In his Field Guide to Texas Trees, Benny Simpson attempted a chart that he hoped would clarify both the series and the species of hawthorns in our state. There could have been nothing simple about that undertaking. “Hawthorns are a complex and confusing group” primarily “because they crossbreed so readily,” Howard Garrett explains in Texas Trees. Even when they self-fertilize subtle mutations can emerge. So in Benny Simpson’s time as well as today, there has been little agreement about the accuracy of efforts at hawthorn identification. Unfortunately there is a lingering dispute over whether these plants do actually crossbreed.
In Hawthorn: The Tree That Has Nourished, Healed and Inspired Through the Ages, author Bill Vaughn considers some of this botanic complexity. Vaughn also appears to be interested in recovering our lost memory of the role of thornapples in our cultural history. The plant was cultivated to serve as fence-like hedgerows to keep large animals in or out of fields. That may sound easy to do: this shrub-like tree is comprised of tangled living and dead branches that are gnarled and twisted. Yet both George Washington and Thomas Jefferson failed at this kind of cultivation. As Vaughn nicely details, there is an art to hedging with mayhaws, including the horticultural practice of plashing.

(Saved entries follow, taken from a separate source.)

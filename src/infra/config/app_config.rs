use std::{path::PathBuf, time::Duration};

use serde::{Deserialize, Serialize};

use crate::domain::user::DEFAULT_PROFILE_IMAGE;

#[derive(Debug, Clone, Serialize, Deserialize, PartialEq, Eq, Default)]
pub struct AppConfig {
    pub logging: LogConfig,
    pub search: SearchConfig,
    pub presence: PresenceConfig,
    pub directory: DirectoryConfig,
    pub notifications: NotificationConfig,
}

#[derive(Debug, Clone, Serialize, Deserialize, PartialEq, Eq)]
pub struct LogConfig {
    pub level: String,
    /// Also write logs to this file when set.
    pub file: Option<PathBuf>,
}

impl Default for LogConfig {
    fn default() -> Self {
        Self {
            level: "info".to_owned(),
            file: None,
        }
    }
}

#[derive(Debug, Clone, Serialize, Deserialize, PartialEq, Eq)]
pub struct SearchConfig {
    pub debounce_ms: u64,
}

impl SearchConfig {
    pub fn debounce(&self) -> Duration {
        Duration::from_millis(self.debounce_ms)
    }
}

impl Default for SearchConfig {
    fn default() -> Self {
        Self { debounce_ms: 300 }
    }
}

#[derive(Debug, Clone, Serialize, Deserialize, PartialEq, Eq)]
pub struct PresenceConfig {
    pub exit_flush_timeout_ms: u64,
}

impl PresenceConfig {
    pub fn exit_flush_timeout(&self) -> Duration {
        Duration::from_millis(self.exit_flush_timeout_ms)
    }
}

impl Default for PresenceConfig {
    fn default() -> Self {
        Self {
            exit_flush_timeout_ms: 500,
        }
    }
}

#[derive(Debug, Clone, Serialize, Deserialize, PartialEq, Eq)]
pub struct DirectoryConfig {
    pub default_profile_image: String,
    /// Usernames registered in the in-process backend at startup.
    pub seed_users: Vec<String>,
}

impl Default for DirectoryConfig {
    fn default() -> Self {
        Self {
            default_profile_image: DEFAULT_PROFILE_IMAGE.to_owned(),
            seed_users: vec!["echo".to_owned()],
        }
    }
}

#[derive(Debug, Clone, Serialize, Deserialize, PartialEq, Eq)]
pub struct NotificationConfig {
    pub enabled: bool,
}

impl Default for NotificationConfig {
    fn default() -> Self {
        Self { enabled: true }
    }
}
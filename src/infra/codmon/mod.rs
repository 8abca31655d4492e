// Codmon parent portal, driven through WebDriver.
// - `codmon_portal.rs` implements the `Portal` port on a fantoccini session.
// - `selectors.rs` holds the CSS selectors for the portal's pages.

pub mod codmon_portal;
pub mod selectors;

pub use codmon_portal::CodmonPortal;
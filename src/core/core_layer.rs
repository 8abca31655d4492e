// The core module contains the sync workflow logic.
// Nothing in here knows about WebDriver, HTTP or the filesystem layout;
// those live behind the traits in `sync/sync_ports.rs`.

#[path = "config/app_config.rs"]
pub mod config;

#[path = "sync/mod.rs"]
pub mod sync;
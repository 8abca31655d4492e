// =============================================================================
// GOOGLE SERVICE ACCOUNT AUTHENTICATION
// =============================================================================
//
// Exchanges a signed JWT for an OAuth2 access token (the "JWT bearer" grant),
// which is how a service account talks to Google APIs without a user.
//
// **Setup:**
// 1. Create a service account in Google Cloud Console and enable the Drive API
// 2. Create a JSON key for it
// 3. Either set `DRIVE_FOLDER_ID` to a folder shared with the service account
//    email (looks like: name@project.iam.gserviceaccount.com), or set
//    `DRIVE_FOLDER_NAME` and let the run find or create the folder in the
//    service account's own Drive. A folder shared with the account by a user
//    is only reachable by id; lookups by name only see folders the account
//    created itself.
// 4. Put the key in `GOOGLE_SERVICE_ACCOUNT_KEY`, either the JSON content or a
//    path to the file

use std::sync::Arc;
use std::time::{Duration, SystemTime, UNIX_EPOCH};

use jsonwebtoken::{encode, Algorithm, EncodingKey, Header};
use reqwest::Client;
use serde::{Deserialize, Serialize};
use tokio::sync::RwLock;

use crate::core::config::ServiceAccountSource;
use crate::core::sync::{DriveError, FolderTarget};

/// Only files this app creates or opens are visible to it.
pub const DRIVE_FILE_SCOPE: &str = "https://www.googleapis.com/auth/drive.file";

/// Full Drive access, needed to see a folder someone else shared with the account.
pub const DRIVE_SCOPE: &str = "https://www.googleapis.com/auth/drive";

/// Narrowest scope that can reach the destination.
pub fn scope_for(target: &FolderTarget) -> &'static str {
    match target {
        FolderTarget::Id(_) => DRIVE_SCOPE,
        FolderTarget::Name(_) => DRIVE_FILE_SCOPE,
    }
}

const DEFAULT_TOKEN_URI: &str = "https://oauth2.googleapis.com/token";

/// Service account credentials from the JSON key file.
#[derive(Debug, Clone, Deserialize)]
struct ServiceAccountCredentials {
    /// The service account email (used as issuer in JWT).
    client_email: String,

    /// The private key in PEM format.
    private_key: String,

    /// The token URI (where to exchange JWT for access token).
    #[serde(default = "default_token_uri")]
    token_uri: String,
}

fn default_token_uri() -> String {
    DEFAULT_TOKEN_URI.to_string()
}

/// JWT claims for Google OAuth2.
#[derive(Debug, Serialize)]
struct JwtClaims {
    iss: String,
    scope: String,
    aud: String,
    iat: u64,
    /// Max 1 hour after `iat`.
    exp: u64,
}

#[derive(Debug, Deserialize)]
struct TokenResponse {
    access_token: String,
    #[serde(default = "default_expires_in")]
    expires_in: u64,
}

fn default_expires_in() -> u64 {
    3600
}

struct CachedToken {
    token: String,
    expires_at: SystemTime,
}

/// Authenticator that handles OAuth2 with service account credentials.
pub struct ServiceAccountAuth {
    credentials: ServiceAccountCredentials,
    scope: String,
    client: Client,
    cached_token: Arc<RwLock<Option<CachedToken>>>,
}

impl ServiceAccountAuth {
    /// Creates a new authenticator from JSON key content.
    pub fn from_json(json: &str, scope: &str) -> Result<Self, DriveError> {
        let credentials: ServiceAccountCredentials = serde_json::from_str(json)
            .map_err(|e| DriveError::Auth(format!("invalid service account key: {}", e)))?;

        Ok(Self {
            credentials,
            scope: scope.to_string(),
            client: Client::new(),
            cached_token: Arc::new(RwLock::new(None)),
        })
    }

    pub async fn from_source(
        source: &ServiceAccountSource,
        scope: &str,
    ) -> Result<Self, DriveError> {
        match source {
            ServiceAccountSource::Inline(json) => Self::from_json(json, scope),
            ServiceAccountSource::File(path) => {
                let content = tokio::fs::read_to_string(path).await?;
                Self::from_json(&content, scope)
            }
        }
    }

    pub fn client_email(&self) -> &str {
        &self.credentials.client_email
    }

    /// Gets a valid access token, refreshing if necessary.
    pub async fn get_access_token(&self) -> Result<String, DriveError> {
        {
            let cached = self.cached_token.read().await;
            if let Some(token) = cached.as_ref() {
                if token.expires_at > SystemTime::now() + Duration::from_secs(60) {
                    return Ok(token.token.clone());
                }
            }
        }

        let fresh = self.fetch_new_token().await?;
        let token = fresh.access_token.clone();

        {
            let mut cached = self.cached_token.write().await;
            *cached = Some(CachedToken {
                token: fresh.access_token,
                expires_at: SystemTime::now() + Duration::from_secs(fresh.expires_in),
            });
        }

        Ok(token)
    }

    fn signed_assertion(&self, now: u64) -> Result<String, DriveError> {
        let claims = JwtClaims {
            iss: self.credentials.client_email.clone(),
            scope: self.scope.clone(),
            aud: self.credentials.token_uri.clone(),
            iat: now,
            exp: now + 3600,
        };

        let header = Header::new(Algorithm::RS256);
        let key = EncodingKey::from_rsa_pem(self.credentials.private_key.as_bytes())
            .map_err(|e| DriveError::Auth(format!("invalid private key: {}", e)))?;
        encode(&header, &claims, &key).map_err(|e| DriveError::Auth(e.to_string()))
    }

    async fn fetch_new_token(&self) -> Result<TokenResponse, DriveError> {
        let now = SystemTime::now()
            .duration_since(UNIX_EPOCH)
            .map_err(|e| DriveError::Auth(e.to_string()))?
            .as_secs();
        let jwt = self.signed_assertion(now)?;

        let response = self
            .client
            .post(&self.credentials.token_uri)
            .form(&[
                ("grant_type", "urn:ietf:params:oauth:grant-type:jwt-bearer"),
                ("assertion", jwt.as_str()),
            ])
            .send()
            .await
            .map_err(|e| DriveError::Auth(e.to_string()))?;

        if !response.status().is_success() {
            let status = response.status();
            let text = response.text().await.unwrap_or_default();
            return Err(DriveError::Auth(format!(
                "Token exchange failed ({}): {}",
                status, text
            )));
        }

        tracing::debug!("Fetched new Drive access token");
        response
            .json()
            .await
            .map_err(|e| DriveError::Auth(e.to_string()))
    }
}

#[cfg(test)]
mod tests {
    use super::*;

    #[test]
    fn test_token_uri_defaults() {
        let auth = ServiceAccountAuth::from_json(
            r#"{"client_email":"bot@proj.iam.gserviceaccount.com","private_key":"pem"}"#,
            DRIVE_FILE_SCOPE,
        )
        .unwrap();

        assert_eq!(auth.client_email(), "bot@proj.iam.gserviceaccount.com");
        assert_eq!(auth.credentials.token_uri, DEFAULT_TOKEN_URI);
    }

    #[test]
    fn test_missing_fields_rejected() {
        let err = ServiceAccountAuth::from_json(r#"{"type":"service_account"}"#, DRIVE_FILE_SCOPE)
            .err()
            .unwrap();
        assert!(matches!(err, DriveError::Auth(_)));
    }

    #[test]
    fn test_bad_private_key_rejected() {
        let auth = ServiceAccountAuth::from_json(
            r#"{"client_email":"a@b","private_key":"not a pem","token_uri":"https://x"}"#,
            DRIVE_FILE_SCOPE,
        )
        .unwrap();

        assert!(matches!(
            auth.signed_assertion(1_700_000_000),
            Err(DriveError::Auth(_))
        ));
    }

    #[test]
    fn test_shared_folder_id_gets_full_drive_scope() {
        assert_eq!(
            scope_for(&FolderTarget::Id("1AbCdEf".to_string())),
            "https://www.googleapis.com/auth/drive"
        );
        assert_eq!(
            scope_for(&FolderTarget::Name("CodmonFiles".to_string())),
            DRIVE_FILE_SCOPE
        );
    }

    #[test]
    fn test_scope_ends_up_in_assertion_claims() {
        let auth = ServiceAccountAuth::from_json(
            r#"{"client_email":"a@b","private_key":"pem"}"#,
            scope_for(&FolderTarget::Id("shared".to_string())),
        )
        .unwrap();
        assert_eq!(auth.scope, DRIVE_SCOPE);
    }

    #[tokio::test]
    async fn test_key_read_from_file() {
        let tmp = tempfile::NamedTempFile::new().unwrap();
        std::fs::write(
            tmp.path(),
            r#"{"client_email":"file@proj.iam.gserviceaccount.com","private_key":"pem"}"#,
        )
        .unwrap();

        let source = ServiceAccountSource::File(tmp.path().to_path_buf());
        let auth = ServiceAccountAuth::from_source(&source, DRIVE_FILE_SCOPE)
            .await
            .unwrap();
        assert_eq!(auth.client_email(), "file@proj.iam.gserviceaccount.com");
    }
}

Birds rely on the plant for protection and food while voles, deer and bears are also reported to nibble its fruits. Native Americans made medicinal use of various hawthorn leaves, flowers and berries (haws). Some preferred this little tough tree for bows and sewing awls. In China, hawthorns provided medicine, tea and have a use in the art of bonsai, while centuries ago in Europe the dense wood of this plant was converted into charcoal that burned distinctively hot when used at smelting sites. The cooked pomes of Crataegus mexicana still play “an emblematic role in the holiday experience of many Mexicans and Mexican-Americans,” Vaughn observes.
Capable of absorbing volatile organic compounds, mayhaws are good air cleaners. Conservation efforts in Europe emphasize hawthorn species and growing practices resistant to fire blight, which is a pathogenic bacterial infection easily spread among plants in the rose family.)
Thornapple also has a long heritage of serving symbolic functions, particularly celebrations of fertility. In a critique of Mao Zedong’s revolution, this tough tree symbolized the enduring legacy of better lives and hopes in Chinese culture. In Ireland, where hawthorns serve as “devotional trees,” its flowers are believed to bring bad luck if brought indoors. Roads in Ireland are likewise superstitiously built around these trees.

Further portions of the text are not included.